WHAT YOU WILL DO: From the entries below, output the line with "assert_eq!(result.value, 1.0);" and each following line up to and including the line with "installed table untouched.", exactly as written.

** SOURCE INFORMATION follows **

//! Loading and lookup of per-model rule tables
//!
//! Every model owns a cache namespace of lookup-key to score entries,
//! reloaded wholesale from an hourly CSV drop. The first CSV column is the
//! composed lookup key; remaining columns are ignored. The stored score is a
//! function of the model's type tag, not of the file contents.

use anyhow::{bail, Context, Result};
use std::fs::File;
use std::path::Path;
use std::sync::Arc;
use tracing::{debug, error, info};

use dte_config::score_for_model_type;

use crate::cache::{CacheValue, LocalCacheRegistry, CACHE_KEY_MODEL_RESULT_FILE_IDENTIFIER};
use crate::config_loader::ModelConfigurationHandler;
use crate::metrics::{
    EvaluatorMetrics, RESULT_FILE_FAILED, RESULT_FILE_REFRESHED, RESULT_FILE_SKIPPED,
};
use crate::store::{bucket_from_prefix, read_local_file, ObjectStore};
use crate::time::Clock;
use crate::transform::ModelFeature;

pub const KEY_DELIMITER: &str = "|";

/// Score and the composed key used to retrieve it.
#[derive(Debug, Clone, PartialEq)]
pub struct ModelResult {
    pub value: f32,
    pub key: String,
}

/// Concatenation of all transformed feature values, across features in
/// order, joined by `|`. A feature that produced no values contributes
/// nothing.
pub fn build_key(features: &[ModelFeature]) -> String {
    features
        .iter()
        .flat_map(|feature| feature.values.iter())
        .map(String::as_str)
        .collect::<Vec<_>>()
        .join(KEY_DELIMITER)
}

pub struct ModelResultHandler {
    ssp_identifier: String,
    folder_prefix: String,
    store: Arc<dyn ObjectStore>,
    model_configuration: Arc<ModelConfigurationHandler>,
    cache: Arc<LocalCacheRegistry>,
    clock: Arc<dyn Clock>,
    metrics: Arc<EvaluatorMetrics>,
}

impl ModelResultHandler {
    pub fn new(
        ssp_identifier: impl Into<String>,
        folder_prefix: impl Into<String>,
        store: Arc<dyn ObjectStore>,
        model_configuration: Arc<ModelConfigurationHandler>,
        cache: Arc<LocalCacheRegistry>,
        clock: Arc<dyn Clock>,
        metrics: Arc<EvaluatorMetrics>,
    ) -> Self {
        ModelResultHandler {
            ssp_identifier: ssp_identifier.into(),
            folder_prefix: folder_prefix.into(),
            store,
            model_configuration,
            cache,
            clock,
            metrics,
        }
    }

    /// Path of a model's result file in the current hourly partition:
    /// `<ssp>/<YYYY-MM-DD>/<HH>/<model-identifier>.csv`, UTC.
    pub fn result_file_name(&self, model_identifier: &str) -> String {
        let now = self.clock.now_utc();
        format!(
            "{}/{}/{}/{model_identifier}.csv",
            self.ssp_identifier,
            now.format("%Y-%m-%d"),
            now.format("%H"),
        )
    }

    /// Walk every model in the current configuration and reload the rule
    /// table of each model whose source file changed. Fetch failures skip
    /// the affected model; a read failure after a successful fetch aborts
    /// the cycle.
    pub async fn load(&self) -> Result<()> {
        let model_configuration = self
            .model_configuration
            .provide()
            .context("fail to provide model configuration")?;

        let mut put_item_counter = 0u64;
        let mut put_item_total_size = 0u64;

        for (model_identifier, definition) in
            &model_configuration.model_definition_by_identifier
        {
            let file_name = self.result_file_name(model_identifier);
            let model_result_value =
                score_for_model_type(&definition.model_type).unwrap_or_else(|| {
                    info!(
                        model = %model_identifier,
                        model_type = %definition.model_type,
                        "model type has no score mapping, defaulting to low value"
                    );
                    0.0
                });

            let contents = if let Some(bucket) = bucket_from_prefix(&self.folder_prefix) {
                let fetched = match self.store.fetch(bucket, &file_name).await {
                    Ok(fetched) => fetched,
                    Err(error) => {
                        error!(file = %file_name, %error, "error fetching model result file");
                        self.metrics
                            .result_files_total
                            .with_label_values(&[RESULT_FILE_FAILED])
                            .inc();
                        continue;
                    }
                };
                if !self
                    .cache
                    .should_refresh(CACHE_KEY_MODEL_RESULT_FILE_IDENTIFIER, fetched.fingerprint())
                {
                    info!(file = %file_name, "skipping refresh, source unchanged");
                    self.metrics
                        .result_files_total
                        .with_label_values(&[RESULT_FILE_SKIPPED])
                        .inc();
                    continue;
                }
                fetched.into_bytes().await.context("error getting data")?
            } else {
                let file_path = Path::new(&self.folder_prefix).join(&file_name);
                let mut file = match File::open(&file_path) {
                    Ok(file) => file,
                    Err(error) => {
                        error!(file = %file_path.display(), %error, "error opening model result file");
                        self.metrics
                            .result_files_total
                            .with_label_values(&[RESULT_FILE_FAILED])
                            .inc();
                        continue;
                    }
                };
                if !self
                    .cache
                    .should_refresh_local(CACHE_KEY_MODEL_RESULT_FILE_IDENTIFIER, &file)
                {
                    info!(file = %file_path.display(), "skipping refresh, source unchanged");
                    self.metrics
                        .result_files_total
                        .with_label_values(&[RESULT_FILE_SKIPPED])
                        .inc();
                    continue;
                }
                read_local_file(&mut file).context("error getting data")?
            };

            // New drop detected: drop the whole table, then reinsert. A
            // reader racing the reload sees an empty namespace and falls
            // back to its caller-supplied default.
            self.cache.clear(model_identifier);
            self.metrics
                .result_files_total
                .with_label_values(&[RESULT_FILE_REFRESHED])
                .inc();

            let mut reader = csv::ReaderBuilder::new()
                .has_headers(false)
                .flexible(true)
                .from_reader(contents.as_slice());
            for record in reader.records() {
                let record = match record {
                    Ok(record) => record,
                    Err(error) => {
                        error!(file = %file_name, %error, "error reading record");
                        continue;
                    }
                };
                let Some(key) = record.get(0) else {
                    continue;
                };
                self.cache
                    .put(model_identifier, key, CacheValue::Score(model_result_value));
                put_item_counter += 1;
                put_item_total_size += key.len() as u64;
            }
        }

        self.metrics.result_rows_loaded_total.inc_by(put_item_counter);
        info!(
            rows = put_item_counter,
            key_bytes = put_item_total_size,
            "model result load complete"
        );
        Ok(())
    }

    /// Look up a model's score for the composed feature key. A missing entry
    /// yields the caller-supplied default; a present entry of the wrong type
    /// is an error.
    pub fn provide(
        &self,
        model_identifier: &str,
        features: &[ModelFeature],
        default_value: f32,
    ) -> Result<ModelResult> {
        let key = build_key(features);
        debug!(model = %model_identifier, key = %key, "providing model result");
        match self.cache.get(model_identifier, &key) {
            None => {
                info!(
                    model = %model_identifier,
                    key = %key,
                    default = f64::from(default_value),
                    "no entry for key, returning default"
                );
                Ok(ModelResult {
                    value: default_value,
                    key,
                })
            }
            Some(CacheValue::Score(value)) => Ok(ModelResult { value, key }),
            Some(_) => bail!(
                "invalid model result type for identifier [{model_identifier}] and key [{key}]: expected score"
            ),
        }
    }
}

#[cfg(test)]
mod tests {
    use super::*;
    use crate::cache::LocalCacheRegistry;
    use crate::config_loader::ConfigurationLoader;
    use crate::store::InMemoryObjectStore;
    use crate::time::FixedClock;
    use chrono::{TimeZone, Utc};
    use prometheus::Registry;

    const MODEL_CONFIG: &str = r#"{
        "modelDefinitionByIdentifier": {
            "adsp_low-value_v2": {
                "identifier": "adsp_low-value_v2",
                "type": "LowValue",
                "features": [{"name": "country", "fields": ["$.device.geo.country"], "transformation": []}]
            }
        }
    }"#;

    struct Fixture {
        store: Arc<InMemoryObjectStore>,
        cache: Arc<LocalCacheRegistry>,
        handler: ModelResultHandler,
    }

    async fn fixture() -> Fixture {
        let store = Arc::new(InMemoryObjectStore::new());
        store.insert(
            "test-bucket",
            "ssp-1/configuration/model/config.json",
            "config-etag-1",
            MODEL_CONFIG,
        );
        let cache = Arc::new(LocalCacheRegistry::new());
        let model_configuration = Arc::new(ModelConfigurationHandler::new(
            ConfigurationLoader::new("s3://test-bucket", "ssp-1", store.clone(), cache.clone()),
        ));
        model_configuration.load().await.unwrap();

        let clock = FixedClock(Utc.with_ymd_and_hms(2026, 8, 2, 7, 15, 0).unwrap());
        let metrics = Arc::new(EvaluatorMetrics::new(&Registry::new()).unwrap());
        let handler = ModelResultHandler::new(
            "ssp-1",
            "s3://test-bucket",
            store.clone(),
            model_configuration,
            cache.clone(),
            Arc::new(clock),
            metrics,
        );
        Fixture {
            store,
            cache,
            handler,
        }
    }

    fn features(values: &[&str]) -> Vec<ModelFeature> {
        vec![ModelFeature {
            name: "country".to_string(),
            values: values.iter().map(|v| v.to_string()).collect(),
        }]
    }

    #[test]
    fn key_joins_values_across_features() {
        let features = vec![
            ModelFeature {
                name: "country".to_string(),
                values: vec!["US".to_string()],
            },
            ModelFeature {
                name: "empty".to_string(),
                values: vec![],
            },
            ModelFeature {
                name: "size".to_string(),
                values: vec!["300x250".to_string(), "728x90".to_string()],
            },
        ];
        assert_eq!(build_key(&features), "US|300x250|728x90");
    }

    #[tokio::test]
    async fn load_installs_rows_in_hourly_partition() {
        let f = fixture().await;
        f.store.insert(
            "test-bucket",
            "ssp-1/2026-08-02/07/adsp_low-value_v2.csv",
            "rows-etag-1",
            "US,0.013\nDE,0.021\n",
        );

        f.handler.load().await.unwrap();

        let result = f
            .handler
            .provide("adsp_low-value_v2", &features(&["US"]), 1.0)
            .unwrap();
        assert_eq!(result.value, 0.0);
        assert_eq!(result.key, "US");
    }

    #[tokio::test]
    async fn miss_returns_caller_default() {
        let f = fixture().await;
        f.store.insert(
            "test-bucket",
            "ssp-1/2026-08-02/07/adsp_low-value_v2.csv",
            "rows-etag-1",
            "US,0.013\n",
        );
        f.handler.load().await.unwrap();

        let result = f
            .handler
            .provide("adsp_low-value_v2", &features(&["JP"]), 1.0)
            .unwrap();
        assert_eq!(result.value, 1.0);
        assert_eq!(result.key, "JP");
    }

    #[tokio::test]
    async fn unchanged_fingerprint_skips_reload() {
        let f = fixture().await;
        f.store.insert(
            "test-bucket",
            "ssp-1/2026-08-02/07/adsp_low-value_v2.csv",
            "rows-etag-1",
            "US,0.013\n",
        );
        f.handler.load().await.unwrap();

        // Drop a poison row behind the same fingerprint; a skipped reload
        // must leave the installed table untouched.
        f.store.insert(
            "test-bucket",
            "ssp-1/2026-08-02/07/adsp_low-value_v2.csv",
            "rows-etag-1",
            "POISON,9.9\n",
        );
        f.handler.load().await.unwrap();
        assert_eq!(
            f.handler
                .provide("adsp_low-value_v2", &features(&["US"]), 1.0)
                .unwrap()
                .value,
            0.0
        );
    }

    #[tokio::test]
    async fn changed_fingerprint_clears_namespace_before_insert() {
        let f = fixture().await;
        f.store.insert(
            "test-bucket",
            "ssp-1/2026-08-02/07/adsp_low-value_v2.csv",
            "rows-etag-1",
            "US,0.013\n",
        );
        f.handler.load().await.unwrap();

        f.store.insert(
            "test-bucket",
            "ssp-1/2026-08-02/07/adsp_low-value_v2.csv",
            "rows-etag-2",
            "DE,0.021\n",
        );
        f.handler.load().await.unwrap();

        // Old rows are gone, new rows present.
        assert_eq!(
            f.handler
                .provide("adsp_low-value_v2", &features(&["US"]), 1.0)
                .unwrap()
                .value,
            1.0
        );
        assert_eq!(
            f.handler
                .provide("adsp_low-value_v2", &features(&["DE"]), 1.0)
                .unwrap()
                .value,
            0.0
        );
    }

    #[tokio::test]
    async fn missing_result_file_skips_model_without_failing() {
        let f = fixture().await;
        assert!(f.handler.load().await.is_ok());
    }

    #[tokio::test]
    async fn type_mismatch_is_an_error() {
        let f = fixture().await;
        f.cache.put(
            "adsp_low-value_v2",
            "US",
            CacheValue::Text("not a score".to_string()),
        );
        assert!(f
            .handler
            .provide("adsp_low-value_v2", &features(&["US"]), 1.0)
            .is_err());
    }

    #[tokio::test]
    async fn result_file_name_uses_utc_hour_bucket() {
        let f = fixture().await;
        assert_eq!(
            f.handler.result_file_name("adsp_low-value_v2"),
            "ssp-1/2026-08-02/07/adsp_low-value_v2.csv"
        );
    }
}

** End of SOURCE INFORMATION **

ANSWER BOX:
        assert_eq!(result.value, 1.0);
        assert_eq!(result.key, "JP");
    }

    #[tokio::test]
    async fn unchanged_fingerprint_skips_reload() {
        let f = fixture().await;
        f.store.insert(
            "test-bucket",
            "ssp-1/2026-08-02/07/adsp_low-value_v2.csv",
            "rows-etag-1",
            "US,0.013\n",
        );
        f.handler.load().await.unwrap();

        // Drop a poison row behind the same fingerprint; a skipped reload
        // must leave the installed table untouched.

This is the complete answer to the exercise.